The stock market is the economic backbone of the American economy. Shares or quotations of securities are traded daily via stock exchanges or open markets.
The stock market – often called the stock market – is the engine of the U.S. economy, serving as the key to many companies' fundraising or capital infusion strategies.
The market is divided into two main sectors, the primary and secondary market. New stocks are first offered on the primary market. Subsequent trading of the same shares takes place on the secondary market.
Animal breeds are used to describe general market behavior, from bulls to chickens. These animal classifications are often used to differentiate between situations and people who affect the market.
The bull market
A bull market occurs when people have capital to buy consumer products – both inventories and gross domestic product (GDP) are on the rise.
During the bull markets, most stock prices go up. This may be the perfect time to buy cheap stock and make a profit by selling it later.
While bull markets are the perfect time to start investing, they just don't last forever. Finally, stocks become overvalued and quickly cause the market to slow down.
The nomenclature of bulls has left the corridors of Wall Street and is often used in the public domain. People who believe that the market is strong and in times of recovery will often be called bulls.
The bear market
As mentioned above, when the market is going up, it is called the bull market. However, when it steadily heads in the opposite direction, it is a bear market.
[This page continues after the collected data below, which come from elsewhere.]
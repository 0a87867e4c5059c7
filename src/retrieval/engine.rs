//! 检索融合引擎
//!
//! 原始查询与改写查询并发检索（每个查询一个任务），等待全部结束后再融合；
//! 单个查询失败不影响其他查询，结果标记为 degraded。

use std::sync::Arc;

use futures_util::future::join_all;
use serde::{Deserialize, Serialize};

use crate::core::AgentError;
use crate::retrieval::{reciprocal_rank_fusion, union_dedup, Chunk, FusionPolicy, SearchHit, SimilarityIndex};

/// 单个查询的结局
#[derive(Clone, Debug, PartialEq, Serialize, Deserialize)]
pub struct QueryOutcome {
    pub query: String,
    /// 过阈值后的结果；失败时为空
    pub hits: Vec<SearchHit>,
    pub error: Option<String>,
}

/// 一次扇出：原始查询、改写查询、逐查询结果
#[derive(Clone, Debug, PartialEq, Serialize, Deserialize)]
pub struct QueryFanOut {
    pub original: String,
    pub generated: Vec<String>,
    pub per_query: Vec<QueryOutcome>,
}

#[derive(Clone, Debug, PartialEq, Serialize, Deserialize)]
pub struct FusedResult {
    pub chunks: Vec<Chunk>,
    pub degraded: bool,
    pub failed_queries: Vec<String>,
    pub fan_out: QueryFanOut,
}

impl FusedResult {
    /// 部分失败时对应的错误，用于附注在 observe 内容中
    pub fn partial_failure(&self) -> Option<AgentError> {
        self.degraded.then(|| AgentError::RetrievalPartialFailure {
            failed: self.failed_queries.len(),
            total: self.fan_out.per_query.len(),
        })
    }
}

#[derive(Clone, Debug)]
pub struct RetrievalSettings {
    pub per_query_limit: usize,
    pub min_score: f32,
    pub policy: FusionPolicy,
    pub max_chunks: Option<usize>,
}

impl Default for RetrievalSettings {
    fn default() -> Self {
        Self {
            per_query_limit: 10,
            min_score: 0.0,
            policy: FusionPolicy::default(),
            max_chunks: None,
        }
    }
}

pub struct RetrievalEngine {
    index: Arc<dyn SimilarityIndex>,
    settings: RetrievalSettings,
}

impl RetrievalEngine {
    pub fn new(index: Arc<dyn SimilarityIndex>, settings: RetrievalSettings) -> Self {
        Self { index, settings }
    }

    pub fn settings(&self) -> &RetrievalSettings {
        &self.settings
    }

    /// 原始查询在前，其后为改写查询；去掉空白与重复
    fn query_list(original: &str, generated: &[String]) -> Vec<String> {
        let mut queries: Vec<String> = Vec::with_capacity(generated.len() + 1);
        for q in std::iter::once(original).chain(generated.iter().map(String::as_str)) {
            let q = q.trim();
            if !q.is_empty() && !queries.iter().any(|e| e == q) {
                queries.push(q.to_string());
            }
        }
        queries
    }

    pub async fn retrieve(&self, original: &str, generated: &[String]) -> Result<FusedResult, AgentError> {
        let queries = Self::query_list(original, generated);
        if queries.is_empty() {
            return Err(AgentError::RetrievalEmpty { degraded: false });
        }

        let limit = self.settings.per_query_limit;
        let handles: Vec<_> = queries
            .iter()
            .cloned()
            .map(|q| {
                let index = self.index.clone();
                tokio::spawn(async move { index.search(&q, limit).await })
            })
            .collect();
        let settled = join_all(handles).await;

        let mut per_query = Vec::with_capacity(queries.len());
        let mut failed_queries = Vec::new();
        for (query, joined) in queries.into_iter().zip(settled) {
            let result = joined.unwrap_or_else(|e| Err(format!("search task failed: {e}")));
            match result {
                Ok(hits) => {
                    let kept: Vec<SearchHit> = hits
                        .into_iter()
                        .take(limit)
                        .filter(|h| h.score >= self.settings.min_score)
                        .collect();
                    tracing::debug!(query = %query, hits = kept.len(), "retrieval query done");
                    per_query.push(QueryOutcome {
                        query,
                        hits: kept,
                        error: None,
                    });
                }
                Err(e) => {
                    tracing::warn!(query = %query, error = %e, "retrieval query failed");
                    failed_queries.push(query.clone());
                    per_query.push(QueryOutcome {
                        query,
                        hits: Vec::new(),
                        error: Some(e),
                    });
                }
            }
        }

        let degraded = !failed_queries.is_empty();
        if failed_queries.len() == per_query.len() {
            return Err(AgentError::RetrievalEmpty { degraded: true });
        }

        let lists: Vec<Vec<SearchHit>> = per_query
            .iter()
            .filter(|o| o.error.is_none())
            .map(|o| o.hits.clone())
            .collect();
        let mut chunks = match self.settings.policy {
            FusionPolicy::UnionDedup => union_dedup(&lists),
            FusionPolicy::ReciprocalRank { k } => reciprocal_rank_fusion(&lists, k),
        };
        if let Some(max) = self.settings.max_chunks {
            chunks.truncate(max);
        }
        if chunks.is_empty() {
            return Err(AgentError::RetrievalEmpty { degraded });
        }
        tracing::info!(
            queries = per_query.len(),
            failed = failed_queries.len(),
            chunks = chunks.len(),
            "retrieval fused"
        );

        Ok(FusedResult {
            chunks,
            degraded,
            failed_queries,
            fan_out: QueryFanOut {
                original: original.to_string(),
                generated: generated.to_vec(),
                per_query,
            },
        })
    }
}

#[cfg(test)]
mod tests {
    use super::*;
    use async_trait::async_trait;
    use std::collections::HashMap;

    /// 每个查询返回预置结果；未登记的查询返回错误
    struct MapIndex(HashMap<String, Vec<SearchHit>>);

    #[async_trait]
    impl SimilarityIndex for MapIndex {
        async fn search(&self, query: &str, limit: usize) -> Result<Vec<SearchHit>, String> {
            self.0
                .get(query)
                .map(|h| h.iter().take(limit).cloned().collect())
                .ok_or_else(|| format!("connection reset for {query}"))
        }
    }

    fn engine(entries: &[(&str, &[(&str, f32)])], settings: RetrievalSettings) -> RetrievalEngine {
        let map = entries
            .iter()
            .map(|(q, hits)| {
                let hits = hits
                    .iter()
                    .map(|(c, s)| SearchHit::new(*c, format!("{c}.txt"), *s))
                    .collect();
                (q.to_string(), hits)
            })
            .collect();
        RetrievalEngine::new(Arc::new(MapIndex(map)), settings)
    }

    #[tokio::test]
    async fn test_partial_failure_is_isolated() {
        let e = engine(
            &[("q1", &[("A", 0.9)]), ("q3", &[("C", 0.8)])],
            RetrievalSettings::default(),
        );
        let r = e.retrieve("q1", &["q2".into(), "q3".into()]).await.unwrap();
        assert!(r.degraded);
        assert_eq!(r.failed_queries, vec!["q2"]);
        let contents: Vec<_> = r.chunks.iter().map(|c| c.content.as_str()).collect();
        assert_eq!(contents, vec!["A", "C"]);
        assert!(matches!(
            r.partial_failure(),
            Some(AgentError::RetrievalPartialFailure { failed: 1, total: 3 })
        ));
    }

    #[tokio::test]
    async fn test_all_failed_is_degraded_empty() {
        let e = engine(&[], RetrievalSettings::default());
        let err = e.retrieve("q1", &["q2".into()]).await.unwrap_err();
        assert!(matches!(err, AgentError::RetrievalEmpty { degraded: true }));
    }

    #[tokio::test]
    async fn test_threshold_filters_before_fusion() {
        let settings = RetrievalSettings {
            min_score: 0.5,
            policy: FusionPolicy::UnionDedup,
            ..Default::default()
        };
        let e = engine(&[("q", &[("keep", 0.7), ("drop", 0.2)])], settings);
        let r = e.retrieve("q", &[]).await.unwrap();
        assert_eq!(r.chunks.len(), 1);
        assert_eq!(r.chunks[0].content, "keep");
        assert!(!r.degraded);

        let e = engine(&[("q", &[("drop", 0.2)])], RetrievalSettings { min_score: 0.5, ..Default::default() });
        assert!(matches!(
            e.retrieve("q", &[]).await,
            Err(AgentError::RetrievalEmpty { degraded: false })
        ));
    }

    #[tokio::test]
    async fn test_original_query_first_and_duplicates_skipped() {
        let e = engine(&[("q", &[("A", 0.5)])], RetrievalSettings::default());
        let r = e.retrieve("q", &["q".into(), " ".into()]).await.unwrap();
        assert_eq!(r.fan_out.per_query.len(), 1);
        assert_eq!(r.fan_out.per_query[0].query, "q");
    }

    #[tokio::test]
    async fn test_max_chunks_caps_output() {
        let settings = RetrievalSettings {
            max_chunks: Some(1),
            ..Default::default()
        };
        let e = engine(&[("q", &[("A", 0.9), ("B", 0.8)])], settings);
        let r = e.retrieve("q", &[]).await.unwrap();
        assert_eq!(r.chunks.len(), 1);
    }
}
Bear markets are tough times for average investors to buy stocks that will generate profits.
During bear markets, many brokers use alternative techniques such as "short selling" to make money.
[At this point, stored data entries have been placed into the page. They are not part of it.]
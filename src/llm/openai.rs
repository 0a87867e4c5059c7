//! OpenAI 兼容端点上的语言模型与嵌入后端（async-openai）
//!
//! DeepSeek 走同一协议，只是 base_url 与模型名不同。

use std::sync::atomic::{AtomicU64, Ordering};
use std::time::Duration;

use async_openai::config::OpenAIConfig;
use async_openai::types::chat::{
    ChatCompletionRequestAssistantMessageArgs, ChatCompletionRequestMessage,
    ChatCompletionRequestSystemMessageArgs, ChatCompletionRequestUserMessageArgs,
    CreateChatCompletionRequestArgs,
};
use async_openai::types::embeddings::{CreateEmbeddingRequestArgs, EmbeddingInput};
use async_openai::Client;
use async_trait::async_trait;

use crate::llm::{EmbeddingProvider, LlmClient, Message, MessageRole, TokenUsage};

pub const DEEPSEEK_BASE_URL: &str = "https://api.deepseek.com";
pub const DEEPSEEK_CHAT: &str = "deepseek-chat";
pub const DEEPSEEK_REASONER: &str = "deepseek-reasoner";

/// 依次查找显式 key 与环境变量；空串视为未设置
pub fn resolve_api_key(explicit: Option<&str>, env_vars: &[&str]) -> Option<String> {
    explicit
        .map(String::from)
        .or_else(|| env_vars.iter().find_map(|v| std::env::var(v).ok()))
        .filter(|k| !k.trim().is_empty())
}

fn endpoint(base_url: Option<&str>, api_key: &str) -> Client<OpenAIConfig> {
    let mut config = OpenAIConfig::new().with_api_key(api_key);
    if let Some(url) = base_url {
        config = config.with_api_base(url);
    }
    Client::with_config(config)
}

fn to_request_message(m: &Message) -> Result<ChatCompletionRequestMessage, String> {
    let content = m.content.clone();
    let msg = match m.role {
        MessageRole::System => ChatCompletionRequestSystemMessageArgs::default()
            .content(content)
            .build()
            .map(ChatCompletionRequestMessage::System),
        MessageRole::User => ChatCompletionRequestUserMessageArgs::default()
            .content(content)
            .build()
            .map(ChatCompletionRequestMessage::User),
        MessageRole::Assistant => ChatCompletionRequestAssistantMessageArgs::default()
            .content(content)
            .build()
            .map(ChatCompletionRequestMessage::Assistant),
    };
    msg.map_err(|e| e.to_string())
}

pub struct OpenAiClient {
    client: Client<OpenAIConfig>,
    model: String,
    request_timeout: Option<Duration>,
    prompt_tokens: AtomicU64,
    completion_tokens: AtomicU64,
}

impl OpenAiClient {
    pub fn new(base_url: Option<&str>, model: &str, api_key: &str) -> Self {
        Self {
            client: endpoint(base_url, api_key),
            model: model.to_string(),
            request_timeout: None,
            prompt_tokens: AtomicU64::new(0),
            completion_tokens: AtomicU64::new(0),
        }
    }

    pub fn deepseek(model: &str, api_key: &str) -> Self {
        Self::new(Some(DEEPSEEK_BASE_URL), model, api_key)
    }

    /// 单次请求超时；0 表示不限
    pub fn with_request_timeout(mut self, secs: u64) -> Self {
        self.request_timeout = (secs > 0).then(|| Duration::from_secs(secs));
        self
    }

    pub fn model(&self) -> &str {
        &self.model
    }
}

#[async_trait]
impl LlmClient for OpenAiClient {
    async fn complete(&self, messages: &[Message]) -> Result<String, String> {
        let messages = messages
            .iter()
            .map(to_request_message)
            .collect::<Result<Vec<_>, _>>()?;
        let request = CreateChatCompletionRequestArgs::default()
            .model(&self.model)
            .messages(messages)
            .build()
            .map_err(|e| e.to_string())?;

        let chat = self.client.chat();
        let call = chat.create(request);
        let response = match self.request_timeout {
            Some(limit) => tokio::time::timeout(limit, call)
                .await
                .map_err(|_| format!("request timed out after {}s", limit.as_secs()))?,
            None => call.await,
        }
        .map_err(|e| e.to_string())?;

        if let Some(usage) = &response.usage {
            self.prompt_tokens
                .fetch_add(usage.prompt_tokens as u64, Ordering::Relaxed);
            self.completion_tokens
                .fetch_add(usage.completion_tokens as u64, Ordering::Relaxed);
        }
        tracing::debug!(model = %self.model, "completion received");

        Ok(response
            .choices
            .into_iter()
            .next()
            .and_then(|c| c.message.content)
            .unwrap_or_default())
    }

    fn token_usage(&self) -> TokenUsage {
        TokenUsage {
            prompt: self.prompt_tokens.load(Ordering::Relaxed),
            completion: self.completion_tokens.load(Ordering::Relaxed),
        }
    }
}

/// /embeddings 端点，供向量索引使用
#[derive(Clone)]
pub struct OpenAiEmbedder {
    client: Client<OpenAIConfig>,
    model: String,
}

impl OpenAiEmbedder {
    pub fn new(base_url: Option<&str>, model: &str, api_key: &str) -> Self {
        Self {
            client: endpoint(base_url, api_key),
            model: model.to_string(),
        }
    }
}

#[async_trait]
impl EmbeddingProvider for OpenAiEmbedder {
    async fn embed(&self, text: &str) -> Result<Vec<f32>, String> {
        let text = text.trim();
        if text.is_empty() {
            return Ok(Vec::new());
        }
        let request = CreateEmbeddingRequestArgs::default()
            .model(&self.model)
            .input(EmbeddingInput::String(text.to_string()))
            .build()
            .map_err(|e| e.to_string())?;
        let response = self
            .client
            .embeddings()
            .create(request)
            .await
            .map_err(|e| e.to_string())?;
        response
            .data
            .into_iter()
            .next()
            .map(|e| e.embedding)
            .ok_or_else(|| "embedding response was empty".to_string())
    }
}

#[cfg(test)]
mod tests {
    use super::*;

    #[test]
    fn test_explicit_key_wins_and_blank_is_unset() {
        assert_eq!(
            resolve_api_key(Some("sk-1"), &["HIVE_TEST_UNSET_KEY"]),
            Some("sk-1".to_string())
        );
        assert_eq!(resolve_api_key(Some("  "), &[]), None);
        assert_eq!(resolve_api_key(None, &["HIVE_TEST_UNSET_KEY"]), None);
    }

    #[test]
    fn test_usage_starts_at_zero() {
        let client = OpenAiClient::deepseek(DEEPSEEK_CHAT, "sk-test").with_request_timeout(5);
        assert_eq!(client.model(), "deepseek-chat");
        assert_eq!(client.token_usage().total(), 0);
    }
}
//! 工具执行结果

use std::path::PathBuf;

use serde::{Deserialize, Serialize};

use crate::core::AgentError;
use crate::tools::SafetyVerdict;

#[derive(Clone, Copy, Debug, PartialEq, Eq, Serialize, Deserialize)]
#[serde(rename_all = "snake_case")]
pub enum ToolStatus {
    Executed,
    Rejected,
    Error,
    NotFound,
}

/// 组合命令中单条子命令的执行记录
#[derive(Clone, Debug, PartialEq, Serialize, Deserialize)]
pub struct CommandRecord {
    pub command: String,
    /// 执行时（cd 则为切换后）的目录
    pub cwd: PathBuf,
    pub status: ToolStatus,
    pub verdict: SafetyVerdict,
    pub stdout: String,
    pub stderr: String,
    pub exit_code: Option<i32>,
}

#[derive(Clone, Debug, PartialEq, Serialize, Deserialize)]
pub struct ToolResult {
    pub status: ToolStatus,
    pub stdout: String,
    pub stderr: String,
    pub exit_code: Option<i32>,
    pub verdict: SafetyVerdict,
    /// 组合命令的逐条记录（非 shell 工具为空）
    #[serde(default, skip_serializing_if = "Vec::is_empty")]
    pub commands: Vec<CommandRecord>,
}

impl ToolResult {
    pub fn executed(stdout: impl Into<String>) -> Self {
        Self {
            status: ToolStatus::Executed,
            stdout: stdout.into(),
            stderr: String::new(),
            exit_code: Some(0),
            verdict: SafetyVerdict::Allowed,
            commands: Vec::new(),
        }
    }

    pub fn rejected(reason: impl Into<String>) -> Self {
        Self {
            status: ToolStatus::Rejected,
            stdout: String::new(),
            stderr: reason.into(),
            exit_code: None,
            verdict: SafetyVerdict::Rejected,
            commands: Vec::new(),
        }
    }

    pub fn error(message: impl Into<String>) -> Self {
        Self {
            status: ToolStatus::Error,
            stdout: String::new(),
            stderr: message.into(),
            exit_code: None,
            verdict: SafetyVerdict::Allowed,
            commands: Vec::new(),
        }
    }

    pub fn not_found(tool: &str) -> Self {
        Self {
            status: ToolStatus::NotFound,
            stdout: String::new(),
            stderr: format!("{tool} - This tool is currently not available or does not exist."),
            exit_code: None,
            verdict: SafetyVerdict::Rejected,
            commands: Vec::new(),
        }
    }

    pub fn is_success(&self) -> bool {
        self.status == ToolStatus::Executed
    }

    /// 非成功结果对应的错误（用于 observe 内容与恢复策略）
    pub fn to_error(&self, tool: &str) -> Option<AgentError> {
        match self.status {
            ToolStatus::Executed => None,
            ToolStatus::NotFound => Some(AgentError::ToolNotFound(tool.to_string())),
            ToolStatus::Rejected => Some(AgentError::ToolRejected(self.stderr.clone())),
            ToolStatus::Error => Some(AgentError::ToolExecution(self.stderr.clone())),
        }
    }
}

/// 工具执行的两种结局：同步得到结果，或需要外部输入
#[derive(Clone, Debug, PartialEq)]
pub enum ToolOutcome {
    Completed(ToolResult),
    AwaitingExternalInput { query: String },
}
Another strategy that tends to prevail in a bear market is to wait for the negative side and hope for a return from the bull market. Investors who believe the market is starting to deteriorate are often called bears.
Prudent investors are often called chickens. Chickens are afraid of losing money and often only invest in money markets, or stop investing all together.
The big loser
Investors who like high risk stocks and are not afraid of losing money are called pigs. Hogs are often the most profitable investors for stockbrokers. They often look for "high score" stocks, stocks which they hope will have high returns. These people often invest without doing extensive research and can lose significant amounts if their investments turn sour.
With all the animals associated with the stock market, it can be difficult to differentiate Wall Street from the Bronx Zoo.